+++ MATERIAL TO PROCESS +++

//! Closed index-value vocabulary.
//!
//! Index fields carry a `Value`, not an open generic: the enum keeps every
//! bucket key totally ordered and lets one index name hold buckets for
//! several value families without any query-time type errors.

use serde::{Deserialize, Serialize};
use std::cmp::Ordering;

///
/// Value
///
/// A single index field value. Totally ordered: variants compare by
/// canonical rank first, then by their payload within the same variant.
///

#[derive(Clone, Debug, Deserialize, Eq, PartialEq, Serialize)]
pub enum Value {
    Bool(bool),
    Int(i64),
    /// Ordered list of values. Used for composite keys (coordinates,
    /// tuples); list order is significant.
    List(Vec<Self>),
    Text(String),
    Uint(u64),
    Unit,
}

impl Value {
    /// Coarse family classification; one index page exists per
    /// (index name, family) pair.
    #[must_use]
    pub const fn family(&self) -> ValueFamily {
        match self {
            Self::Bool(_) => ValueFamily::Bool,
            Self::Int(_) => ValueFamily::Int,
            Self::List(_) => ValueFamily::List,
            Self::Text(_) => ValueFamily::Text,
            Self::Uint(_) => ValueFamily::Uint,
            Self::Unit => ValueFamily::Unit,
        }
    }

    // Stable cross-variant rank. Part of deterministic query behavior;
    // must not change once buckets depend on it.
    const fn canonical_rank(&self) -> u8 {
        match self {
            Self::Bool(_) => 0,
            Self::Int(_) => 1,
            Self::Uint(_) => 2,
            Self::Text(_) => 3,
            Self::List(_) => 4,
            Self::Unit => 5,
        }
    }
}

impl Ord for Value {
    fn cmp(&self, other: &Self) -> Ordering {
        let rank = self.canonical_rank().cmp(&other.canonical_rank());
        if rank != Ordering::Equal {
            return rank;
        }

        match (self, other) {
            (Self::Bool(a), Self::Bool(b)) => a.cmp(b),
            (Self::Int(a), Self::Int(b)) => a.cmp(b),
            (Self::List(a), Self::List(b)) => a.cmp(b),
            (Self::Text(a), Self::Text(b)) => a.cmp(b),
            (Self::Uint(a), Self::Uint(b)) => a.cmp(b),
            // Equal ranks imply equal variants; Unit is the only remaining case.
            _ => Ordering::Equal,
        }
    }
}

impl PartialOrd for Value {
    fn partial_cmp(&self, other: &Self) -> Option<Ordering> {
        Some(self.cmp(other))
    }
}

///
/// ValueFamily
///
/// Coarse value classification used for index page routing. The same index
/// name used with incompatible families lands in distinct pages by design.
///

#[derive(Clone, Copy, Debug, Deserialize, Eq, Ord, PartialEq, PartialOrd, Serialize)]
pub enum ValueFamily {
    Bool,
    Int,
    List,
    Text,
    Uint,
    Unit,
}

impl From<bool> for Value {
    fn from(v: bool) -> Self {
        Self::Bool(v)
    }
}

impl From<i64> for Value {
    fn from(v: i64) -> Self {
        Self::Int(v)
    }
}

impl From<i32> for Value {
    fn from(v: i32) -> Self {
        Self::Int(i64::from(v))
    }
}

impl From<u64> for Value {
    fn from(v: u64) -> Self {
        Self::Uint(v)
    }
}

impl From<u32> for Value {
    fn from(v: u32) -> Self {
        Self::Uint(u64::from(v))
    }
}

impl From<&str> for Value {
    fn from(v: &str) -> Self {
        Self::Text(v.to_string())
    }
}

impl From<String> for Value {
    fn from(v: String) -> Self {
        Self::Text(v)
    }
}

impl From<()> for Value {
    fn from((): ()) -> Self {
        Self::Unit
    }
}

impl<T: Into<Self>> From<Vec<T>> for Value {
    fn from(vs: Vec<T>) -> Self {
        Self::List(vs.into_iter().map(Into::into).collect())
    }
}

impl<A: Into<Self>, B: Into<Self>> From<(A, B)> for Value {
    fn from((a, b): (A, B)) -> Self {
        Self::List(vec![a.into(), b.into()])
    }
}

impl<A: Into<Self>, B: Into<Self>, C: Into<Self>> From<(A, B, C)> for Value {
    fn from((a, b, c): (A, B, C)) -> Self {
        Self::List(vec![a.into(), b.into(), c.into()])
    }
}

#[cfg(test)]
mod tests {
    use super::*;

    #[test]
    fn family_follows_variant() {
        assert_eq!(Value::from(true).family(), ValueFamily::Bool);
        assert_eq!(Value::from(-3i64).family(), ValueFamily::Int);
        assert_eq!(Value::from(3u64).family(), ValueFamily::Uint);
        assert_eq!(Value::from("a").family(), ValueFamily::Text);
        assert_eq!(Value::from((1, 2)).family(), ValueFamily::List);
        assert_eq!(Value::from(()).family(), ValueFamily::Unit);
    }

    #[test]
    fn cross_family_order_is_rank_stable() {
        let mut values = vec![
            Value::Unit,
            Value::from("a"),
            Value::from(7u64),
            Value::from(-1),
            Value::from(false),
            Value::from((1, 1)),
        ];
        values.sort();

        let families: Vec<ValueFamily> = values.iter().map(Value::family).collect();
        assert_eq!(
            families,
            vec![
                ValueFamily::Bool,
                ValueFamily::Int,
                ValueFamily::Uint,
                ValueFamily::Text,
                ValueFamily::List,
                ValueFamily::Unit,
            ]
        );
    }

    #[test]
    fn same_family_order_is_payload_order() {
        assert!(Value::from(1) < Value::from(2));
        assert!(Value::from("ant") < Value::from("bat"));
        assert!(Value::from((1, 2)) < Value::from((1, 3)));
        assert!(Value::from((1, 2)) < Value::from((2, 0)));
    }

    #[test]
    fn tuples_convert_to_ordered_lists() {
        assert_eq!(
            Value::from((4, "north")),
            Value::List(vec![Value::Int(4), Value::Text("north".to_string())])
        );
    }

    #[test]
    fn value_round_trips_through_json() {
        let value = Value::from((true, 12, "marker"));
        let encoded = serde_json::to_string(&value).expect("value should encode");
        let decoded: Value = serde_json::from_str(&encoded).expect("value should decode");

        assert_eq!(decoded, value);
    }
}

+++

> **YOUR INSTRUCTIONS**:
Return, please, the lines of the data from the first through the line containing "depend on it.", both kept, exactly as they stand and nothing more.

> **ANSWER SPACE**:
//! Closed index-value vocabulary.
//!
//! Index fields carry a `Value`, not an open generic: the enum keeps every
//! bucket key totally ordered and lets one index name hold buckets for
//! several value families without any query-time type errors.

use serde::{Deserialize, Serialize};
use std::cmp::Ordering;

///
/// Value
///
/// A single index field value. Totally ordered: variants compare by
/// canonical rank first, then by their payload within the same variant.
///

#[derive(Clone, Debug, Deserialize, Eq, PartialEq, Serialize)]
pub enum Value {
    Bool(bool),
    Int(i64),
    /// Ordered list of values. Used for composite keys (coordinates,
    /// tuples); list order is significant.
    List(Vec<Self>),
    Text(String),
    Uint(u64),
    Unit,
}

impl Value {
    /// Coarse family classification; one index page exists per
    /// (index name, family) pair.
    #[must_use]
    pub const fn family(&self) -> ValueFamily {
        match self {
            Self::Bool(_) => ValueFamily::Bool,
            Self::Int(_) => ValueFamily::Int,
            Self::List(_) => ValueFamily::List,
            Self::Text(_) => ValueFamily::Text,
            Self::Uint(_) => ValueFamily::Uint,
            Self::Unit => ValueFamily::Unit,
        }
    }

    // Stable cross-variant rank. Part of deterministic query behavior;
    // must not change once buckets depend on it.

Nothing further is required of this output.